In order to ensure transparency in trade and to protect customers, there is the “International Association for Jewellery, Silverware, Diamonds, Pearls and Stones”, CIBJO for short (abbreviation from French). This trade organization endeavors to harmonize and standardize the declaration provisions that are specified in the individual CIBJO Blue Books. This is to ensure that each product is correctly labeled and offered unequivocally and without ambiguity.

Gemstones can be subjected to a wide variety of treatments to change their colour, transparency and stability. In the CIBJO Blue Books, a distinction is made between a general and a specific disclosure requirement for treatments. Treatments that require public disclosure include: heating, crack-filling with colorless organic substances (oil, resin, polymers, or wax), and superficial waxing and bleaching. These treatments require verbal disclosure in plain language prior to or at the close of the sale and should be detailed in commercial documents. In the case of treatments with a specific disclosure obligation, a full written disclosure must be made on the business documents in addition to an oral explanation. These include: coloring with dyes, coatings and coatings, irradiation, filling of cracks and cavities, diffusion treatments, laser drilling, and impregnation/stabilization.

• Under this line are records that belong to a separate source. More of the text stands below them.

impl Connection {
    /// Create an unconfigured connection over a driver and an optional
    /// cache backend.
    ///
    /// Connections default to persistent except in the CLI execution
    /// mode, where a one-shot process gains nothing from keeping a
    /// transport warm.
    pub fn new(
        driver: Arc<dyn Driver>,
        cache_backend: Option<Arc<dyn CacheBackend>>,
        mode: ExecMode,
    ) -> Self {
        Self {
            driver,
            cache: ResultCache::new(cache_backend, mode),
            mode,
            settings: None,
            db: None,
            group: None,
            charset: "utf8".to_string(),
            persistent: !mode.is_cli(),
            ping_interval: DEFAULT_PING_INTERVAL,
            inactive_since: Instant::now(),
            handle: None,
            pending_cache: None,
            row_count: None,
            last_insert_id: None,
            stats: UsageStats::new(),
            pool_tag: None,
        }
    }

    /// Mark this connection reusable across logical operations (or not)
    pub fn set_persistent(&mut self, persistent: bool) -> &mut Self {
        self.persistent = persistent;
        self
    }

    /// Set the session character set used at connect time
    pub fn set_charset(&mut self, charset: impl Into<String>) -> &mut Self {
        self.charset = charset.into();
        self
    }

    /// Override the idle interval after which a liveness probe is due
    pub fn set_ping_interval(&mut self, interval: Duration) -> &mut Self {
        self.ping_interval = interval;
        self
    }

    /// Whether this connection survives `close()`
    pub fn is_persistent(&self) -> bool {
        self.persistent
    }

    /// Whether a transport handle is currently open
    pub fn is_connected(&self) -> bool {
        self.handle.is_some()
    }

    /// Selected database name, once configured
    pub fn db(&self) -> Option<&str> {
        self.db.as_deref()
    }

    /// Selected connection group, once configured
    pub fn group(&self) -> Option<&str> {
        self.group.as_deref()
    }

    /// Row count reported by the most recent statement
    pub fn row_count(&self) -> Option<u64> {
        self.row_count
    }

    /// Generated key of the most recent insert observed by `query()`
    pub fn last_insert_id(&self) -> Option<u64> {
        self.last_insert_id
    }

    /// Lifetime request/hit counters for this connection
    pub fn stats(&self) -> UsageSnapshot {
        self.stats.snapshot()
    }

    pub(crate) fn pool_tag(&self) -> Option<PoolTag> {
        self.pool_tag
    }

    pub(crate) fn set_pool_tag(&mut self, tag: Option<PoolTag>) {
        self.pool_tag = tag;
    }

    /// Select the server settings, database, and connection group.
    ///
    /// Fails if `group` is not configured for the server. Re-configuring
    /// to a different target closes out the current state and drops the
    /// transport so the next use reconnects; re-asserting the current
    /// target leaves a warm transport in place.
    pub fn configure(
        &mut self,
        settings: &ServerConfig,
        db: impl Into<String>,
        group: impl Into<String>,
    ) -> Result<&mut Self> {
        let db = db.into();
        let group = group.into();
        settings.group(&group)?;

        let unchanged = self.settings.as_ref() == Some(settings)
            && self.db.as_deref() == Some(db.as_str())
            && self.group.as_deref() == Some(group.as_str());

        self.close();
        if !unchanged {
            self.reset_transport();
        }

        self.settings = Some(settings.clone());
        self.db = Some(db);
        self.group = Some(group);
        Ok(self)
    }

    /// Ensure a live transport, connecting or reconnecting as needed.
    ///
    /// With a handle already open this is a cheap revalidation: a ping is
    /// sent only when the idle deadline is near, and a failed ping tears
    /// the transport down and reconnects through the durability loop.
    /// A fresh connect walks the group's host list in selector order,
    /// retrying only on host-unreachable failures; any other error
    /// propagates immediately.
    pub fn connect(&mut self) -> Result<()> {
        if self.persistent {
            self.stats.record_request();
        }

        if self.handle.is_some() {
            if self.should_ping() {
                let alive = self.handle.as_mut().is_some_and(|h| h.ping().is_ok());
                if alive {
                    return Ok(());
                }
                debug!("liveness probe failed, reconnecting");
                self.reset_transport();
            } else {
                if self.persistent {
                    self.stats.record_hit();
                }
                return Ok(());
            }
        }

        let (settings, db, group) = match (&self.settings, &self.db, &self.group) {
            (Some(settings), Some(db), Some(group)) => (settings, db.clone(), group.as_str()),
            _ => {
                return Err(Error::configuration(format!(
                    "cannot connect to {} because the data store has not been configured",
                    self.driver.kind()
                )));
            }
        };

        // The group was validated in configure(), so the lookup holds here.
        let mut selector = selector_for(settings.group(group)?)?;

        let handle = loop {
            let host = selector.next()?;
            let target = ConnectTarget {
                host: host.host.clone(),
                username: host.username.clone(),
                password: host.password.clone(),
                db: db.clone(),
                charset: self.charset.clone(),
            };
            match self.driver.connect(&target) {
                Ok(handle) => break handle,
                Err(err) if err.kind == DriverErrorKind::HostUnreachable => {
                    warn!(host = %host.host, error = %err, "host unreachable, trying next candidate");
                }
                Err(err) => return Err(Error::connection(err.message)),
            }
        };

        self.handle = Some(handle);
        self.inactive_since = Instant::now();
        Ok(())
    }

    /// Backend-assigned identifier of the underlying transport
    pub fn connection_id(&mut self) -> Result<u64> {
        self.connect()?;
        Ok(self.live_handle()?.connection_id())
    }

    /// Attach a single-use cache directive to the next `query()` call
    pub fn memcache(&mut self, key: impl Into<String>, ttl: Duration) -> &mut Self {
        self.pending_cache = Some(CacheDirective::new(key, ttl));
        self
    }

    /// Like [`memcache`](Self::memcache) but the cached entry never expires
    pub fn memcache_keep(&mut self, key: impl Into<String>) -> &mut Self {
        self.pending_cache = Some(CacheDirective::keep(key));
        self
    }

    /// Execute a statement with bound parameters.
    ///
    /// Reads return their rows (an empty result is an empty list); writes
    /// return [`QueryOutcome::Write`]. When a cache directive is pending,
    /// a cached result short-circuits the wire entirely; the directive is
    /// consumed by this call either way.
    pub fn query(&mut self, sql: &str, binds: &[Value]) -> Result<QueryOutcome> {
        let directive = self.pending_cache.take();

        if let Some(directive) = &directive {
            if let Some(rows) = self.cache.retrieve(&directive.key) {
                return Ok(QueryOutcome::Rows(rows));
            }
        }

        let expect_rows = is_read_statement(sql);
        let outcome = self.execute_wire(sql, binds, expect_rows)?;
        self.last_insert_id = outcome.last_insert_id;

        if expect_rows {
            let rows = outcome.rows;
            self.row_count = Some(rows.len() as u64);
            if let Some(directive) = &directive {
                self.cache.store(&directive.key, &rows, directive.ttl, directive.ttl);
            }
            Ok(QueryOutcome::Rows(rows))
        } else {
            self.row_count = Some(outcome.affected);
            Ok(QueryOutcome::Write)
        }
    }

    /// Fetch several cached result sets at once, bypassing the wire.
    ///
    /// Purely a cache read; keys with no cached value are omitted.
    pub fn retrieve_multi(
        &mut self,
        keys: &[&str],
    ) -> std::collections::HashMap<String, Vec<Row>> {
        self.cache.retrieve_multi(keys)
    }

    /// Insert one row built from column/value pairs.
    ///
    /// A value recognized as a server-side time keyword
    /// (`current_timestamp`, `current_date`) is inlined into the SQL
    /// rather than bound. Returns the generated row id when requested and
    /// available; an empty field list returns `None` without touching the
    /// wire.
    pub fn create(
        &mut self,
        table: &str,
        fields: &[(&str, Value)],
        return_insert_id: bool,
    ) -> Result<Option<u64>> {
        if fields.is_empty() {
            return Ok(None);
        }

        let mut columns = Vec::with_capacity(fields.len());
        let mut markers = Vec::with_capacity(fields.len());
        let mut binds = Vec::new();
        for (column, value) in fields {
            columns.push(*column);
            match value.as_sql_keyword() {
                Some(keyword) => markers.push(keyword.to_string()),
                None => {
                    binds.push(value.clone());
                    markers.push(self.driver.placeholder(binds.len()));
                }
            }
        }

        let sql = format!(
            "insert into {}({}) values ({})",
            table,
            columns.join(", "),
            markers.join(", ")
        );

        let outcome = self.execute_wire(&sql, &binds, false)?;
        self.row_count = Some(outcome.affected);

        Ok(if return_insert_id {
            outcome.last_insert_id
        } else {
            None
        })
    }

    /// Delete rows matching the column/value pairs; an empty filter
    /// deletes every row in the table.
    ///
    /// A pending cache directive is purged after a successful delete and
    /// consumed regardless of the outcome.
    pub fn delete(&mut self, table: &str, where_fields: &[(&str, Value)]) -> Result<bool> {
        let mut sql = format!("delete from {table}");
        let mut binds = Vec::new();

        if !where_fields.is_empty() {
            let mut clauses = Vec::with_capacity(where_fields.len());
            for (column, value) in where_fields {
                match value.as_sql_keyword() {
                    Some(keyword) => clauses.push(format!("{column} = {keyword}")),
                    None => {
                        binds.push(value.clone());
                        clauses.push(format!("{column} = {}", self.driver.placeholder(binds.len())));
                    }
                }
            }
            sql.push_str(" where ");
            sql.push_str(&clauses.join(" and "));
        }

        let outcome = match self.execute_wire(&sql, &binds, false) {
            Ok(outcome) => outcome,
            Err(err) => {
                self.pending_cache = None;
                return Err(err);
            }
        };
        self.row_count = Some(outcome.affected);

        if let Some(directive) = self.pending_cache.take() {
            self.cache.purge(&directive.key);
        }

        Ok(true)
    }

    /// Run a read and return the row at `index`, if the result reaches
    /// that far
    pub fn nth(&mut self, index: usize, sql: &str, binds: &[Value]) -> Result<Option<Row>> {
        let outcome = self.query(sql, binds)?;
        Ok(outcome.into_rows().into_iter().nth(index))
    }

    /// Run a read and return its first row, if any
    pub fn one(&mut self, sql: &str, binds: &[Value]) -> Result<Option<Row>> {
        self.nth(0, sql, binds)
    }

    /// Run an aggregate query and return the first column of the first
    /// row as an integer
    pub fn count(&mut self, sql: &str, binds: &[Value]) -> Result<Option<i64>> {
        let record = self.nth(0, sql, binds)?;
        Ok(record.and_then(|row| row.values().first().and_then(|value| value.as_i64())))
    }

    /// Commit the open transaction.
    ///
    /// Fails if no connection was ever established, unless `ignore_errors`
    /// suppresses exactly that case. Under the unit-test execution mode
    /// this is a no-op so test cases never persist across each other.
    pub fn commit(&mut self, ignore_errors: bool) -> Result<()> {
        if self.handle.is_none() {
            if ignore_errors {
                return Ok(());
            }
            return Err(Error::not_connected("committed"));
        }

        if self.mode.is_unit_test() {
            return Ok(());
        }

        self.connect()?;
        self.live_handle()?
            .commit()
            .map_err(|err| Error::connection(err.message))
    }

    /// Roll back the open transaction.
    ///
    /// Fails if no connection was ever established, unless `ignore_errors`
    /// suppresses exactly that case. Unlike `commit`, a rollback executes
    /// in every execution mode.
    pub fn rollback(&mut self, ignore_errors: bool) -> Result<()> {
        if self.handle.is_none() {
            if ignore_errors {
                return Ok(());
            }
            return Err(Error::not_connected("rolled back"));
        }

        self.connect()?;
        self.live_handle()?
            .rollback()
            .map_err(|err| Error::connection(err.message))
    }

    /// Finish a logical use of this connection.
    ///
    /// Clears the local cache tier and marks the connection idle. Only
    /// non-persistent connections also tear down the transport and the
    /// cache backend link; persistent ones come back from `close()`
    /// ready for reuse.
    pub fn close(&mut self) {
        self.inactive_since = Instant::now();
        self.cache.clear_local();

        if !self.persistent {
            self.reset_transport();
            self.cache.disconnect();
        }
    }

    /// Drop the transport handle outright, regardless of persistence.
    ///
    /// The next `connect()` establishes a fresh transport through the
    /// durability loop.
    pub fn reset_transport(&mut self) {
        if let Some(mut handle) = self.handle.take() {
            if let Err(err) = handle.close() {
                debug!(error = %err, "transport close reported an error");
            }
        }
    }

    fn should_ping(&mut self) -> bool {
        if !self.persistent {
            return false;
        }

        let due =
            self.inactive_since.elapsed() >= self.ping_interval.saturating_sub(IDLE_MARGIN);
        self.inactive_since = Instant::now();
        due
    }

    fn live_handle(&mut self) -> Result<&mut dyn DriverConnection> {
        match self.handle.as_deref_mut() {
            Some(handle) => Ok(handle),
            None => Err(Error::internal("no transport handle after connect")),
        }
    }

    fn execute_wire(&mut self, sql: &str, binds: &[Value], expect_rows: bool) -> Result<ExecOutcome> {
        self.connect()?;
        self.live_handle()?
            .execute(sql, binds, expect_rows)
            .map_err(|err| translate_exec_error(err, sql, binds))
    }
}
//! Tests for duraconn host failover

use std::sync::Arc;
use std::sync::atomic::{AtomicUsize, Ordering};
use std::time::Duration;

use duraconn::prelude::*;
use duraconn::testing::MockDriver;

fn config_with(durability: DurabilityKind, hosts: &[&str]) -> DataStoreConfig {
    let mut group = GroupConfig::new(durability);
    for host in hosts {
        group = group.with_host(*host, "app", "secret");
    }
    DataStoreConfig::new().with_server(
        "primary",
        ServerConfig::new(BackendKind::MySql).with_group("main", group),
    )
}

fn connection(driver: &MockDriver, config: &DataStoreConfig) -> Connection {
    let settings = config.server("primary").unwrap();
    let mut conn = Connection::new(Arc::new(driver.clone()), None, ExecMode::Service);
    conn.configure(settings, "app", "main").unwrap();
    conn
}

// ==================== Randomizer Tests ====================

#[test]
fn test_randomizer_walks_to_a_reachable_host() {
    let driver = MockDriver::new();
    driver.set_unreachable("db1");
    driver.set_unreachable("db2");

    let config = config_with(DurabilityKind::Randomizer, &["db1", "db2", "db3"]);
    let mut conn = connection(&driver, &config);

    conn.connect().unwrap();
    assert!(conn.is_connected());
    assert_eq!(driver.connects(), 1);

    // Whatever order the walk took, it ended on the only live host.
    let attempted = driver.attempted_hosts();
    assert_eq!(attempted.last().map(String::as_str), Some("db3"));
    assert_eq!(driver.last_target().unwrap().host, "db3");
}

#[test]
fn test_randomizer_exhausts_every_host_before_failing() {
    let driver = MockDriver::new();
    driver.set_unreachable("db1");
    driver.set_unreachable("db2");
    driver.set_unreachable("db3");

    let config = config_with(DurabilityKind::Randomizer, &["db1", "db2", "db3"]);
    let mut conn = connection(&driver, &config);

    let err = conn.connect().unwrap_err();
    assert!(matches!(err, Error::NoHostsRemain));
    assert_eq!(err.to_string(), "no more hosts remain");
    assert!(!conn.is_connected());

    let mut attempted = driver.attempted_hosts();
    attempted.sort();
    assert_eq!(attempted, vec!["db1", "db2", "db3"]);
}

#[test]
fn test_recovered_host_serves_again() {
    let driver = MockDriver::new();
    driver.set_unreachable("db1");
    driver.set_unreachable("db2");

    let config = config_with(DurabilityKind::Randomizer, &["db1", "db2"]);
    let mut conn = connection(&driver, &config);
    assert!(matches!(conn.connect(), Err(Error::NoHostsRemain)));

    driver.set_reachable("db2");
    conn.connect().unwrap();
    assert_eq!(driver.last_target().unwrap().host, "db2");
}

// ==================== Fall Back Tests ====================

#[test]
fn test_fall_back_prefers_the_primary() {
    let driver = MockDriver::new();
    let config = config_with(DurabilityKind::FallBack, &["db1", "db2"]);
    let mut conn = connection(&driver, &config);

    conn.connect().unwrap();
    assert_eq!(driver.attempted_hosts(), vec!["db1"]);
    assert_eq!(driver.last_target().unwrap().host, "db1");
}

#[test]
fn test_fall_back_moves_to_the_secondary() {
    let driver = MockDriver::new();
    driver.set_unreachable("db1");

    let config = config_with(DurabilityKind::FallBack, &["db1", "db2"]);
    let mut conn = connection(&driver, &config);

    conn.connect().unwrap();
    assert_eq!(driver.attempted_hosts(), vec!["db1", "db2"]);
    assert_eq!(driver.last_target().unwrap().host, "db2");
}

#[test]
fn test_fall_back_rejects_wrong_host_counts() {
    let driver = MockDriver::new();

    for hosts in [vec!["db1"], vec!["db1", "db2", "db3"]] {
        let config = config_with(DurabilityKind::FallBack, &hosts);
        let mut conn = connection(&driver, &config);
        let err = conn.connect().unwrap_err();
        assert!(err.to_string().contains("exactly 2 hosts must be configured"));
    }
}

// ==================== Reconnect Tests ====================

#[test]
fn test_reconnect_walks_the_hosts_again() {
    let driver = MockDriver::new();
    let config = config_with(DurabilityKind::FallBack, &["db1", "db2"]);
    let mut conn = connection(&driver, &config);
    conn.set_ping_interval(Duration::ZERO);

    conn.query("select 1 from dual", &[]).unwrap();
    assert_eq!(driver.connects(), 1);
    assert_eq!(driver.last_target().unwrap().host, "db1");

    // The primary goes down while we hold a handle to it; the next use
    // notices on the liveness probe and lands on the secondary.
    driver.set_ping_fail(true);
    driver.set_unreachable("db1");
    conn.query("select 1 from dual", &[]).unwrap();

    assert_eq!(driver.connects(), 2);
    assert_eq!(driver.last_target().unwrap().host, "db2");
}

#[test]
fn test_reconnect_failure_surfaces_host_exhaustion() {
    let driver = MockDriver::new();
    let config = config_with(DurabilityKind::Randomizer, &["db1"]);
    let mut conn = connection(&driver, &config);
    conn.set_ping_interval(Duration::ZERO);

    conn.query("select 1 from dual", &[]).unwrap();

    driver.set_ping_fail(true);
    driver.set_unreachable("db1");
    let err = conn.query("select 1 from dual", &[]).unwrap_err();
    assert!(matches!(err, Error::NoHostsRemain));
}

// ==================== Non-Transport Failure Tests ====================

struct RefusingDriver {
    attempts: Arc<AtomicUsize>,
}

impl Driver for RefusingDriver {
    fn kind(&self) -> BackendKind {
        BackendKind::MySql
    }

    fn connect(&self, _target: &ConnectTarget) -> DriverResult<Box<dyn DriverConnection>> {
        self.attempts.fetch_add(1, Ordering::SeqCst);
        Err(DriverError::other("access denied for user 'app'"))
    }
}

#[test]
fn test_non_transport_errors_stop_the_walk() {
    let attempts = Arc::new(AtomicUsize::new(0));
    let driver = RefusingDriver {
        attempts: Arc::clone(&attempts),
    };

    let config = config_with(DurabilityKind::Randomizer, &["db1", "db2", "db3"]);
    let settings = config.server("primary").unwrap();
    let mut conn = Connection::new(Arc::new(driver), None, ExecMode::Service);
    conn.configure(settings, "app", "main").unwrap();

    // A rejected login is not a dead host; no other candidate is tried.
    let err = conn.connect().unwrap_err();
    assert!(matches!(err, Error::Connection { .. }));
    assert!(err.to_string().contains("access denied"));
    assert_eq!(attempts.load(Ordering::SeqCst), 1);
}

#[test]
fn test_credentials_flow_to_the_selected_host() {
    let driver = MockDriver::new();
    let config = DataStoreConfig::new().with_server(
        "primary",
        ServerConfig::new(BackendKind::MySql).with_group(
            "main",
            GroupConfig::new(DurabilityKind::FallBack)
                .with_host("db1", "writer", "hunter2")
                .with_host("db2", "writer_standby", "hunter3"),
        ),
    );
    let settings = config.server("primary").unwrap();
    let mut conn = Connection::new(Arc::new(driver.clone()), None, ExecMode::Service);
    conn.configure(settings, "orders", "main").unwrap();

    conn.connect().unwrap();
    let target = driver.last_target().unwrap();
    assert_eq!(target.host, "db1");
    assert_eq!(target.username, "writer");
    assert_eq!(target.password, "hunter2");
    assert_eq!(target.db, "orders");
}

To protect trade and customers, a large number of gemstones are offered with an additional gemological report (by an independent laboratory) which, in addition to the identity, also lists any treatments detected. At this point, the “Laboratory Manual Harmonization Committee”, LMHC for short, should be mentioned, a committee consisting of various gemmological laboratories with the intention of creating a standard for a uniform nomenclature. These include the GIA (Gemological Institute of America), DSEF (German Foundation for Gemstone Research in Idar-Oberstein), as well as the SSEF (Swiss Foundation for Gemstone Research) and Gübelin Gem Lab in Switzerland. Detailed explanations of treatments and terminology used in LMHC members’ gemological reports are set out on their respective LMHC factsheets.

For complete information on this subject, consult the individual CIBJO blue books and LMHC information sheets.